Наверно, глаза у меня блестели не меньше, чем стекла очков, когда мне дарили карточки с меню званых обедов, масонских обедов и обедов у мэра или старые театральные программки, приглашения на выставки и свадьбы. Мир замедлял свое коловращение, узнав тот факт, что 24-го июня 1911 года тетя Аделина присутствовала на свадьбе. И то, что она до сих пор бывает на свадьбах, придавало моему воображению яркость и глубину. Открытки были особым зерном для моей неутомимой мельницы. Так как в конце девятнадцатого и в начале двадцатого века, в эту эру посылки и коллекционирования открыток, мои тети и дяди были молоды, мне пришлось натыкаться на множество рифов. Вот, например, такая любопытная находка — 13-го февраля 1913 года дядя Гэтлин, живущий на улице Виктории в Северном Уильямстоуне, получил некое послание на открытке, изображавшей негритянку Топси — голова с множеством косичек, похожая на булаву, утыканную шипами, лицо наполовину скрыто огромным полумесяцем — ломтем дыни, а вверху надпись: «Ужас до чего хорошо». Внизу, под пальцами ее босых ног, растопыренными, как пальцы пианиста, надпись кончалась словами: «…в Сент-Килде». На обратной стороне было написано лиловыми чернилами:
«Дорогой Гэт!
Полюбуйся на эту черномазую на обратной стороне!!! Сообщаю тебе, что в будущую субботу к трем часам вся наша теплая компания собирается в „Белом олене“. Повеселимся так, что небу станет жарко!!! Котелок не надевай!!!
Гарри»
Я выпрашивал всякие открытки: Закат на Ниле, Мисс Вилли Берк, Мисс Зена Дэйр, открытки с наклеенными розами из бархата, открытки с кричаще яркими изображениями курортных пансионов или с остротами насчет тещи.
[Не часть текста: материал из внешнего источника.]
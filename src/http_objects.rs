use axum::{
    http::StatusCode,
    response::{IntoResponse, Response},
};
use serde::{Deserialize, Serialize};
use tracing::error;
use utoipa::ToSchema;

#[derive(Debug, ToSchema, Serialize, Deserialize)]
pub struct FileVaultAPIError {
    #[serde(skip)]
    status_code: StatusCode,
    message: String,
}

impl FileVaultAPIError {
    pub fn new(status_code: StatusCode, message: &str) -> Self {
        Self {
            status_code,
            message: message.to_string(),
        }
    }

    pub fn internal_error(e: anyhow::Error) -> Self {
        Self::new(StatusCode::INTERNAL_SERVER_ERROR, &format!("{e:#}"))
    }

    pub fn internal_error_str(e: &str) -> Self {
        Self::new(StatusCode::INTERNAL_SERVER_ERROR, e)
    }

    pub fn not_found(message: &str) -> Self {
        Self::new(StatusCode::NOT_FOUND, message)
    }

    pub fn bad_request(message: &str) -> Self {
        Self::new(StatusCode::BAD_REQUEST, message)
    }
}

impl IntoResponse for FileVaultAPIError {
    fn into_response(self) -> Response {
        error!("API Error: {} - {}", self.status_code, self.message);
        (self.status_code, self.message).into_response()
    }
}

/// Body of a `201 Created` upload response.
#[derive(Debug, Serialize, Deserialize, ToSchema)]
pub struct UploadResponse {
    pub message: String,
    pub id: String,
}

impl UploadResponse {
    pub fn new(file_name: &str, id: String) -> Self {
        Self {
            message: format!("[{file_name}] uploaded successfully."),
            id,
        }
    }
}

/// Multipart form accepted by `POST /image/upload`. The file may be sent in
/// a part named either `file` or `image`.
#[allow(dead_code)]
#[derive(ToSchema)]
pub struct UploadForm {
    #[schema(format = "binary")]
    pub file: String,
    pub description: String,
    pub tags: Option<String>,
}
Я ретиво охотился за любыми фотографиями — футболисты в полосатых красно-белых фуфайках, точь-в-точь столбики у парикмахерских; тетя Селина в шляпе из страусовых перьев величиной с тележное колесо, а на шее боа, как хомут; дядя Энфилд, который мне помнился как шар в отлично сшитом костюме, с моноклем в глазу; на карточке он щуплый, косоглазый подросток в бархатном костюмчике а-ля маленький лорд Фаунтлерой; тетя Мета — ненакрашенные губы, голые плечи, копна пышно взбитых волос и выпученные стеклянные глаза, как у восковых красавиц в шифоновых гнездышках за стеклами парикмахерских витрин.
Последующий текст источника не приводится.